Problem statement: Return only that part of the material below which starts with the line containing "pub fn atomic_write(path: &Path, content: &str)" and goes on through the line containing "use tempfile::tempdir;", restated exactly.

Information given:
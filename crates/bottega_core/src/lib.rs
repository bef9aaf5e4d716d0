//! Monthly P&L engine for a small food-service business
//!
//! This crate turns a fully-specified set of operating assumptions into a
//! monthly profit-and-loss projection. It supports:
//! - Three revenue lines (set menus, café/bakery tickets, shop tickets)
//! - Unit-cost and percentage-of-sales food cost models
//! - Labor cost with an employer-cost multiplier on gross salaries
//! - Break-even sales and margin of safety, undefined where no finite
//!   break-even point exists
//! - N-dimensional sensitivity sweeps over any numeric input
//!
//! Everything here is a pure function of its inputs. There is no I/O and no
//! shared state, so sweep cells are evaluated in parallel when the `parallel`
//! feature is enabled.
//!
//! # Example
//!
//! ```
//! use bottega_core::{ParameterSet, compute_pnl};
//! use bottega_core::analysis::{SweepConfig, sweep};
//!
//! let params = ParameterSet::reference();
//! let result = compute_pnl(&params);
//! assert!(result.total_revenue > 0.0);
//!
//! let grid = sweep(&params, &SweepConfig::reference()).unwrap();
//! assert_eq!(grid.total_points(), 9);
//! ```

#![warn(clippy::all)]

// ============================================================================
// Core modules
// ============================================================================

pub mod analysis;
pub mod error;
pub mod evaluate;
pub mod validate;

// ============================================================================
// Type definition modules
// ============================================================================

pub mod config;
pub mod model;

// ============================================================================
// Test modules
// ============================================================================

#[cfg(test)]
mod tests;

// ============================================================================
// Public re-exports for convenience
// ============================================================================

pub use config::ParameterSetBuilder;
pub use error::{ParamError, SweepError};
pub use evaluate::compute_pnl;
pub use model::{ParamField, ParameterSet, PnlResult};
//! I/O utility functions

use std::fs;
use std::io;
use std::path::Path;

/// Write content to a file atomically using write-then-rename pattern.
///
/// The content is first written to a sibling `.tmp` file, then renamed over
/// the target, so an interrupted write never leaves a truncated scenario.
pub fn atomic_write(path: &Path, content: &str) -> io::Result<()> {
    let temp_path = path.with_extension("yaml.tmp");
    fs::write(&temp_path, content)?;
    fs::rename(&temp_path, path)?;
    Ok(())
}

#[cfg(test)]
mod tests {
    use super::*;
    use tempfile::tempdir;

    #[test]
    fn test_atomic_write() {
        let dir = tempdir().unwrap();
        let path = dir.path().join("scenario.yaml");

        atomic_write(&path, "name: test\n").unwrap();

        let content = fs::read_to_string(&path).unwrap();
        assert_eq!(content, "name: test\n");
        assert!(!path.with_extension("yaml.tmp").exists());
    }

    #[test]
    fn test_atomic_write_overwrites() {
        let dir = tempdir().unwrap();
        let path = dir.path().join("scenario.yaml");

        atomic_write(&path, "first").unwrap();
        atomic_write(&path, "second").unwrap();

        assert_eq!(fs::read_to_string(&path).unwrap(), "second");
    }
}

Output for this task:
pub fn atomic_write(path: &Path, content: &str) -> io::Result<()> {
    let temp_path = path.with_extension("yaml.tmp");
    fs::write(&temp_path, content)?;
    fs::rename(&temp_path, path)?;
    Ok(())
}

#[cfg(test)]
mod tests {
    use super::*;
    use tempfile::tempdir;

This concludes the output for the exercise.